### Exercise inputs

= Beginning of Section =

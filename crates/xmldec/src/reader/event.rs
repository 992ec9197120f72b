//! Parse events and the sink interface consumed by the tree builder

use indexmap::IndexMap;

use crate::error::Error;

/// A low-level parse event.
///
/// Events are delivered in document order. Start and end events nest
/// correctly, and prefix-mapping events fire strictly around the element
/// carrying the declaration. The empty prefix denotes the default namespace
/// binding.
#[derive(Clone, Debug, PartialEq)]
pub enum Event {
    /// An element opened.
    ///
    /// The namespace is the element's already-resolved namespace URI, taking
    /// the default binding into account for unprefixed names. The raw
    /// attribute map preserves document order and includes namespace
    /// declarations as ordinary attributes.
    StartElement {
        namespace: Option<String>,
        local_name: String,
        attributes: IndexMap<String, String>,
    },
    /// The most recently opened element closed.
    EndElement,
    /// A run of character data, entities decoded.
    Characters(String),
    /// A CDATA section, taken verbatim.
    CData(String),
    /// A namespace declaration came into scope.
    StartPrefixMapping { prefix: String, namespace: String },
    /// The matching declaration went out of scope.
    EndPrefixMapping { prefix: String },
}

/// A consumer of parse events.
pub trait EventSink {
    /// Delivers the next parse event.
    fn event(&mut self, event: Event);

    /// Reports a syntax error. The event stream may end early afterwards.
    fn parse_error(&mut self, error: Error);
}

/// A sink that records events for inspection, used in tests.
#[cfg(test)]
#[derive(Debug, Default)]
pub(crate) struct RecordingSink {
    pub events: Vec<Event>,
    pub errors: Vec<Error>,
}

#[cfg(test)]
impl EventSink for RecordingSink {
    fn event(&mut self, event: Event) {
        self.events.push(event);
    }

    fn parse_error(&mut self, error: Error) {
        self.errors.push(error);
    }
}
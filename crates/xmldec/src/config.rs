//! Decoding configuration
//!
//! The configuration is an explicit, immutable value threaded through every
//! derived decoder, so concurrent decodes of the same tree with different
//! configurations need no coordination.

use std::fmt;
use std::sync::Arc;

use time::format_description::well_known::Rfc3339;
use time::OffsetDateTime;

use crate::error::{Error, Result};
use crate::key::CodingPath;
use crate::node::{Attribute, Element, Node};

/// A function that maps string values to values of some type, returning
/// `None` for strings that do not represent valid values of that type.
pub type Formatter<T> = Arc<dyn Fn(&str) -> Option<T> + Send + Sync>;

/// A function that maps tag and attribute local names to coding key string
/// values, applied before key matching.
pub type KeyTransform = Arc<dyn Fn(&str) -> String + Send + Sync>;

/// A predicate deciding whether a node encodes `nil`.
pub type NilPredicate<N> = Arc<dyn Fn(&N) -> Result<bool> + Send + Sync>;

/// The XML Schema Instance namespace, home of the `xsi:nil` attribute.
pub const XSI_NAMESPACE: &str = "http://www.w3.org/2001/XMLSchema-instance";

/// How a failed conversion inside a nil predicate is treated.
#[derive(Clone, Copy, Debug, Default, PartialEq, Eq)]
pub enum NilCheckFailure {
    /// The value is not nil; the conversion error is swallowed.
    #[default]
    TreatAsNotNil,
    /// The conversion error is propagated to the caller.
    Propagate,
}

/// Configuration for a decode operation.
#[derive(Clone)]
pub struct DecodingConfiguration {
    /// Maps string values to Boolean values.
    ///
    /// The default maps "0" and "false" to `false`, and "1" and "true" to
    /// `true`, after trimming surrounding whitespace.
    pub bool_formatter: Formatter<bool>,

    /// Maps string values to numbers. Integer decoding goes through this
    /// formatter as well and rejects fractional or out-of-range results.
    pub number_formatter: Formatter<f64>,

    /// Maps string values to dates. The default parses RFC 3339 timestamps.
    pub date_formatter: Formatter<OffsetDateTime>,

    /// Determines whether a given element encodes `nil`.
    ///
    /// The default returns `true` iff the element carries an `xsi:nil`
    /// attribute with a true value. See [`element_nil_when_empty`] for the
    /// empty-element variant.
    pub element_represents_nil: NilPredicate<Element>,

    /// Determines whether a given attribute encodes `nil`.
    ///
    /// The default always returns `false`.
    pub attribute_represents_nil: NilPredicate<Attribute>,

    /// Maps tag and attribute local names to coding key string values before
    /// matching. The default returns the name unchanged.
    pub key_transform: KeyTransform,

    /// Whether unkeyed decoding containers use container elements.
    ///
    /// When `true` (the default), a sequence is represented by a wrapping
    /// element whose element children are the members, as in
    /// `<hobbies><hobby/><hobby/></hobbies>`, and a plural match for a
    /// scalar key is an error. When `false`, repeated sibling elements such
    /// as bare `<hobby/>` elements form the sequence directly. Common XML
    /// formats like RSS and Atom use the latter structure.
    pub sequences_use_container_elements: bool,

    /// Whether a conversion failure inside a nil predicate is swallowed or
    /// propagated.
    pub nil_check_failure: NilCheckFailure,
}

impl Default for DecodingConfiguration {
    fn default() -> Self {
        Self {
            bool_formatter: Arc::new(|s| parse_bool(s.trim())),
            number_formatter: Arc::new(|s| s.trim().parse().ok()),
            date_formatter: Arc::new(|s| OffsetDateTime::parse(s.trim(), &Rfc3339).ok()),
            element_represents_nil: Arc::new(element_nil_from_xsi_attribute),
            attribute_represents_nil: Arc::new(|_| Ok(false)),
            key_transform: Arc::new(str::to_owned),
            sequences_use_container_elements: true,
            nil_check_failure: NilCheckFailure::default(),
        }
    }
}

impl fmt::Debug for DecodingConfiguration {
    fn fmt(&self, f: &mut fmt::Formatter<'_>) -> fmt::Result {
        f.debug_struct("DecodingConfiguration")
            .field(
                "sequences_use_container_elements",
                &self.sequences_use_container_elements,
            )
            .field("nil_check_failure", &self.nil_check_failure)
            .finish_non_exhaustive()
    }
}

fn parse_bool(trimmed: &str) -> Option<bool> {
    match trimmed {
        "0" | "false" => Some(false),
        "1" | "true" => Some(true),
        _ => None,
    }
}

/// The default element nil predicate: an element is nil iff it carries an
/// `xsi:nil` attribute with a true value.
///
/// A present but malformed `xsi:nil` value is a conversion failure, handled
/// according to [`DecodingConfiguration::nil_check_failure`].
pub fn element_nil_from_xsi_attribute(element: &Element) -> Result<bool> {
    for child in &element.children {
        let Node::Attribute(attribute) = child else {
            continue;
        };
        let in_xsi = attribute
            .node_type
            .namespace
            .as_ref()
            .is_some_and(|namespace| namespace.name == XSI_NAMESPACE);
        if in_xsi && attribute.node_type.local_name == "nil" {
            return parse_bool(attribute.value.trim()).ok_or_else(|| Error::TypeMismatch {
                attempted_type: "bool",
                path: CodingPath::root(),
            });
        }
    }
    Ok(false)
}

/// An alternative element nil predicate: an element is nil iff it has no
/// attributes, no element children, and only whitespace text.
pub fn element_nil_when_empty(element: &Element) -> Result<bool> {
    let empty = element.children.iter().all(|child| match child {
        Node::Text(text) => text.string_value.trim().is_empty(),
        Node::Element(_) | Node::Attribute(_) => false,
    });
    Ok(empty)
}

= End of Section =

### Your instructions
Your task is to transcribe each record faithfully and in full.

### Output below
filename crates/xmldec/src/reader/event.rs
repository 992ec9197120f72b
//! Parse events and the sink interface consumed by the tree builder

use indexmap::IndexMap;

use crate::error::Error;

/// A low-level parse event.
///
/// Events are delivered in document order. Start and end events nest
/// correctly, and prefix-mapping events fire strictly around the element
/// carrying the declaration. The empty prefix denotes the default namespace
/// binding.
#[derive(Clone, Debug, PartialEq)]
pub enum Event {
    /// An element opened.
    ///
    /// The namespace is the element's already-resolved namespace URI, taking
    /// the default binding into account for unprefixed names. The raw
    /// attribute map preserves document order and includes namespace
    /// declarations as ordinary attributes.
    StartElement {
        namespace: Option<String>,
        local_name: String,
        attributes: IndexMap<String, String>,
    },
    /// The most recently opened element closed.
    EndElement,
    /// A run of character data, entities decoded.
    Characters(String),
    /// A CDATA section, taken verbatim.
    CData(String),
    /// A namespace declaration came into scope.
    StartPrefixMapping { prefix: String, namespace: String },
    /// The matching declaration went out of scope.
    EndPrefixMapping { prefix: String },
}

/// A consumer of parse events.
pub trait EventSink {
    /// Delivers the next parse event.
    fn event(&mut self, event: Event);

    /// Reports a syntax error. The event stream may end early afterwards.
    fn parse_error(&mut self, error: Error);
}

/// A sink that records events for inspection, used in tests.
#[cfg(test)]
#[derive(Debug, Default)]
pub(crate) struct RecordingSink {
    pub events: Vec<Event>,
    pub errors: Vec<Error>,
}

#[cfg(test)]
impl EventSink for RecordingSink {
    fn event(&mut self, event: Event) {
        self.events.push(event);
    }

    fn parse_error(&mut self, error: Error) {
        self.errors.push(error);
    }
}
filename crates/xmldec/src/config.rs
//! Decoding configuration
//!
//! The configuration is an explicit, immutable value threaded through every
//! derived decoder, so concurrent decodes of the same tree with different
//! configurations need no coordination.

use std::fmt;
use std::sync::Arc;

use time::format_description::well_known::Rfc3339;
use time::OffsetDateTime;

use crate::error::{Error, Result};
use crate::key::CodingPath;
use crate::node::{Attribute, Element, Node};

/// A function that maps string values to values of some type, returning
/// `None` for strings that do not represent valid values of that type.
pub type Formatter<T> = Arc<dyn Fn(&str) -> Option<T> + Send + Sync>;

/// A function that maps tag and attribute local names to coding key string
/// values, applied before key matching.
pub type KeyTransform = Arc<dyn Fn(&str) -> String + Send + Sync>;

/// A predicate deciding whether a node encodes `nil`.
pub type NilPredicate<N> = Arc<dyn Fn(&N) -> Result<bool> + Send + Sync>;

/// The XML Schema Instance namespace, home of the `xsi:nil` attribute.
pub const XSI_NAMESPACE: &str = "http://www.w3.org/2001/XMLSchema-instance";

/// How a failed conversion inside a nil predicate is treated.
#[derive(Clone, Copy, Debug, Default, PartialEq, Eq)]
pub enum NilCheckFailure {
    /// The value is not nil; the conversion error is swallowed.
    #[default]
    TreatAsNotNil,
    /// The conversion error is propagated to the caller.
    Propagate,
}

/// Configuration for a decode operation.
#[derive(Clone)]
pub struct DecodingConfiguration {
    /// Maps string values to Boolean values.
    ///
    /// The default maps "0" and "false" to `false`, and "1" and "true" to
    /// `true`, after trimming surrounding whitespace.
    pub bool_formatter: Formatter<bool>,

    /// Maps string values to numbers. Integer decoding goes through this
    /// formatter as well and rejects fractional or out-of-range results.
    pub number_formatter: Formatter<f64>,

    /// Maps string values to dates. The default parses RFC 3339 timestamps.
    pub date_formatter: Formatter<OffsetDateTime>,

    /// Determines whether a given element encodes `nil`.
    ///
    /// The default returns `true` iff the element carries an `xsi:nil`
    /// attribute with a true value. See [`element_nil_when_empty`] for the
    /// empty-element variant.
    pub element_represents_nil: NilPredicate<Element>,

    /// Determines whether a given attribute encodes `nil`.
    ///
    /// The default always returns `false`.
    pub attribute_represents_nil: NilPredicate<Attribute>,

    /// Maps tag and attribute local names to coding key string values before
    /// matching. The default returns the name unchanged.
    pub key_transform: KeyTransform,

    /// Whether unkeyed decoding containers use container elements.
    ///
    /// When `true` (the default), a sequence is represented by a wrapping
    /// element whose element children are the members, as in
    /// `<hobbies><hobby/><hobby/></hobbies>`, and a plural match for a
    /// scalar key is an error. When `false`, repeated sibling elements such
    /// as bare `<hobby/>` elements form the sequence directly. Common XML
    /// formats like RSS and Atom use the latter structure.
    pub sequences_use_container_elements: bool,

    /// Whether a conversion failure inside a nil predicate is swallowed or
    /// propagated.
    pub nil_check_failure: NilCheckFailure,
}

impl Default for DecodingConfiguration {
    fn default() -> Self {
        Self {
            bool_formatter: Arc::new(|s| parse_bool(s.trim())),
            number_formatter: Arc::new(|s| s.trim().parse().ok()),
            date_formatter: Arc::new(|s| OffsetDateTime::parse(s.trim(), &Rfc3339).ok()),
            element_represents_nil: Arc::new(element_nil_from_xsi_attribute),
            attribute_represents_nil: Arc::new(|_| Ok(false)),
            key_transform: Arc::new(str::to_owned),
            sequences_use_container_elements: true,
            nil_check_failure: NilCheckFailure::default(),
        }
    }
}

impl fmt::Debug for DecodingConfiguration {
    fn fmt(&self, f: &mut fmt::Formatter<'_>) -> fmt::Result {
        f.debug_struct("DecodingConfiguration")
            .field(
                "sequences_use_container_elements",
                &self.sequences_use_container_elements,
            )
            .field("nil_check_failure", &self.nil_check_failure)
            .finish_non_exhaustive()
    }
}

fn parse_bool(trimmed: &str) -> Option<bool> {
    match trimmed {
        "0" | "false" => Some(false),
        "1" | "true" => Some(true),
        _ => None,
    }
}

/// The default element nil predicate: an element is nil iff it carries an
/// `xsi:nil` attribute with a true value.
///
/// A present but malformed `xsi:nil` value is a conversion failure, handled
/// according to [`DecodingConfiguration::nil_check_failure`].
pub fn element_nil_from_xsi_attribute(element: &Element) -> Result<bool> {
    for child in &element.children {
        let Node::Attribute(attribute) = child else {
            continue;
        };
        let in_xsi = attribute
            .node_type
            .namespace
            .as_ref()
            .is_some_and(|namespace| namespace.name == XSI_NAMESPACE);
        if in_xsi && attribute.node_type.local_name == "nil" {
            return parse_bool(attribute.value.trim()).ok_or_else(|| Error::TypeMismatch {
                attempted_type: "bool",
                path: CodingPath::root(),
            });
        }
    }
    Ok(false)
}

/// An alternative element nil predicate: an element is nil iff it has no
/// attributes, no element children, and only whitespace text.
pub fn element_nil_when_empty(element: &Element) -> Result<bool> {
    let empty = element.children.iter().all(|child| match child {
        Node::Text(text) => text.string_value.trim().is_empty(),
        Node::Element(_) | Node::Attribute(_) => false,
    });
    Ok(empty)
}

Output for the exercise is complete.